─── AVAILABLE DATA ───
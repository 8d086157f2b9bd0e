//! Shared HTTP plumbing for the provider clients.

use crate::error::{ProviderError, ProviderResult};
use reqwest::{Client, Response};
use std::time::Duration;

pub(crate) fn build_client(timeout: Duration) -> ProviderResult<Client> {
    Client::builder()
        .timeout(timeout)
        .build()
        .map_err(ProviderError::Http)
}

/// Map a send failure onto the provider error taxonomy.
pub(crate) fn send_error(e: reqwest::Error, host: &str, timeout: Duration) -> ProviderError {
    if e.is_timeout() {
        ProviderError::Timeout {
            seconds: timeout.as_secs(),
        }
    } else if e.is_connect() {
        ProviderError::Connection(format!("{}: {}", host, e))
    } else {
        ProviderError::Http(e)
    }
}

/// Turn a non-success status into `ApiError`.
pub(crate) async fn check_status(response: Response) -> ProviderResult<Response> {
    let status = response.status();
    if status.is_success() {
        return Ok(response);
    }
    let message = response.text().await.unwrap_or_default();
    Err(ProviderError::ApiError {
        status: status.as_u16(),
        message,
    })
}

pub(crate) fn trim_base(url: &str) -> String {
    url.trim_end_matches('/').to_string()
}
───
─── AVAILABLE DATA ───
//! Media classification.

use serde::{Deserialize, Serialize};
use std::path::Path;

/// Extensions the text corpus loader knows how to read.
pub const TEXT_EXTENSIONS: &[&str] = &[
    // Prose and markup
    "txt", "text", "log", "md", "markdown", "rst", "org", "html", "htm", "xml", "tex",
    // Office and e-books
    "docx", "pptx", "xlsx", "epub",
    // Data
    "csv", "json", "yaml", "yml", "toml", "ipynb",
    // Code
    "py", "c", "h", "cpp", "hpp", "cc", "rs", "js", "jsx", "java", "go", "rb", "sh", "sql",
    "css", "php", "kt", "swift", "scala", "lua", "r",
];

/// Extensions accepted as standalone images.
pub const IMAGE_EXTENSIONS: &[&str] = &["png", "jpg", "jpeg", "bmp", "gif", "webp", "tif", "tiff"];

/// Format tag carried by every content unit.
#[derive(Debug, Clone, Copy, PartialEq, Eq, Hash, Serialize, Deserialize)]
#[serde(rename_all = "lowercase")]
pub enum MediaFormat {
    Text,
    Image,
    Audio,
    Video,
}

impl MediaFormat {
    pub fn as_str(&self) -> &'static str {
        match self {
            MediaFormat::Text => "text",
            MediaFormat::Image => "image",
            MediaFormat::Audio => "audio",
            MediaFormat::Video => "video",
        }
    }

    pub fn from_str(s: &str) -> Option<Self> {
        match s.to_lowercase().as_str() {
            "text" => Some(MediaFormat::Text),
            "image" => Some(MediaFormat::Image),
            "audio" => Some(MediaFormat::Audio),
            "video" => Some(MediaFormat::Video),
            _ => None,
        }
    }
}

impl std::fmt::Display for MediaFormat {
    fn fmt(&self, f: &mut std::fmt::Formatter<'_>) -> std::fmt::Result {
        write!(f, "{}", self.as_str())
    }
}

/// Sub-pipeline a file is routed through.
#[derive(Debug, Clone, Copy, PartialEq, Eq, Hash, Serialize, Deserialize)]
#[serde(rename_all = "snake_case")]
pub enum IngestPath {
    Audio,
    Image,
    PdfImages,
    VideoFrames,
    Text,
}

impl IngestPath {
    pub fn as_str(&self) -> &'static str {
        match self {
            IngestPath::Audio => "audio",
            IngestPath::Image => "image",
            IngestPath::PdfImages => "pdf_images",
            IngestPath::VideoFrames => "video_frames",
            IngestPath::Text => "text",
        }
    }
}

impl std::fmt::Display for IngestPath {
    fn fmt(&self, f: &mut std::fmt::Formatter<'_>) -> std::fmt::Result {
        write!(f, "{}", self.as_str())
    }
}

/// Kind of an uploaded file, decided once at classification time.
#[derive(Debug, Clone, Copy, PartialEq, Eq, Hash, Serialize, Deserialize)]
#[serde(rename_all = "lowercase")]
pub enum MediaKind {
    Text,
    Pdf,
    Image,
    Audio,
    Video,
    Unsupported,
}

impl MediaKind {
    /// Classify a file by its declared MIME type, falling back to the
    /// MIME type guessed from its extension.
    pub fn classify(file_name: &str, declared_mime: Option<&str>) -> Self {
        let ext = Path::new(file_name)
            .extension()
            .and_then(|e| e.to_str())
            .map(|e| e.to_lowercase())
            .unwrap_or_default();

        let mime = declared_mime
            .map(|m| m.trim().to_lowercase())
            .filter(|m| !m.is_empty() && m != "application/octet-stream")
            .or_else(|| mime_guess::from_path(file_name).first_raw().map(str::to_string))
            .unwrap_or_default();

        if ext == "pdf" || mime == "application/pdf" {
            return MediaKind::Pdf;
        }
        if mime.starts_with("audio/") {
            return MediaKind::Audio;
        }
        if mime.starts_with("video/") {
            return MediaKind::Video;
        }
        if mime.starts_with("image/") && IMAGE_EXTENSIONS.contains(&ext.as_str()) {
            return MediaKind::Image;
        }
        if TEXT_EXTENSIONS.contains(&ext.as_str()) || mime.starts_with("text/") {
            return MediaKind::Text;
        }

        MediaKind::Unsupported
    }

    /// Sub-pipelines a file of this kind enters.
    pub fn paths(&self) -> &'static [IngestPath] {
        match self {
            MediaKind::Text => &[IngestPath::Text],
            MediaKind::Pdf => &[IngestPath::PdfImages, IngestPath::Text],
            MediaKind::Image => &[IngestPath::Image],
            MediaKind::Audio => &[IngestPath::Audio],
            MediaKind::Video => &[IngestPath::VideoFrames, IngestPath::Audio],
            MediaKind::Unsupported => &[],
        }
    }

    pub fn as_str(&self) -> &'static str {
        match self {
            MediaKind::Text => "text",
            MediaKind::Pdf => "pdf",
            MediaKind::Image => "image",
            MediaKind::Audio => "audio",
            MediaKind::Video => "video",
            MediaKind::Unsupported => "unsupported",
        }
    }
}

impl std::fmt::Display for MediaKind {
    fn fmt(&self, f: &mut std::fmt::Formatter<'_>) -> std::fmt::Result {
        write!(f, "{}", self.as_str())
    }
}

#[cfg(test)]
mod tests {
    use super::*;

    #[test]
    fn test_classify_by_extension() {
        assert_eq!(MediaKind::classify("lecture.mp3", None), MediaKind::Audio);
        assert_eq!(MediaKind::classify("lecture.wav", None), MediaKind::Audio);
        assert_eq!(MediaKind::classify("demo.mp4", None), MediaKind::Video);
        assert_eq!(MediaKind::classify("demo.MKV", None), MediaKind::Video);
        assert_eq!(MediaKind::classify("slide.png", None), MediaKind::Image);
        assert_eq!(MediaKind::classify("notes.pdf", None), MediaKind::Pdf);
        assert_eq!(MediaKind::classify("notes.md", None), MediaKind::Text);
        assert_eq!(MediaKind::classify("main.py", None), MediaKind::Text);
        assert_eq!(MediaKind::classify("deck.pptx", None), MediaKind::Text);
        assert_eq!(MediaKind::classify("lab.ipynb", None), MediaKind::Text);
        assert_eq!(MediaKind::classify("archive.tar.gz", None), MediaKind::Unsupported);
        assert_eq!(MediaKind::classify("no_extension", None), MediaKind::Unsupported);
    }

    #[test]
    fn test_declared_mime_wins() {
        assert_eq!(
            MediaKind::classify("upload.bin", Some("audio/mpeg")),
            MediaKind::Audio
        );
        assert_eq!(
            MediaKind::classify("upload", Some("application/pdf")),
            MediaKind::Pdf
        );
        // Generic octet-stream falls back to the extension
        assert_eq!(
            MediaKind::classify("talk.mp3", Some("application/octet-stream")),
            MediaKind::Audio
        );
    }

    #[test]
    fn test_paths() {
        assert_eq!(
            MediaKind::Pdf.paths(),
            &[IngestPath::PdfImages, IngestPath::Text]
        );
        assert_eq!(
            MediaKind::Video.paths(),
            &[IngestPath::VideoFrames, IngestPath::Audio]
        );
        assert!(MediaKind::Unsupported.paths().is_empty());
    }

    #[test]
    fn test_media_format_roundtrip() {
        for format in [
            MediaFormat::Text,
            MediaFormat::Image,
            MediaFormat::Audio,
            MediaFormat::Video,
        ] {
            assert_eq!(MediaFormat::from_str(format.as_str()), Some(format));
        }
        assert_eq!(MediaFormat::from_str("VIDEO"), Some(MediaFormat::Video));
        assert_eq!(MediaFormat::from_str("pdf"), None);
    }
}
───
§ TASK GOAL: Report only the number of lines, among the records above, that contain the word "demo".

§ OUTPUT BELOW: 2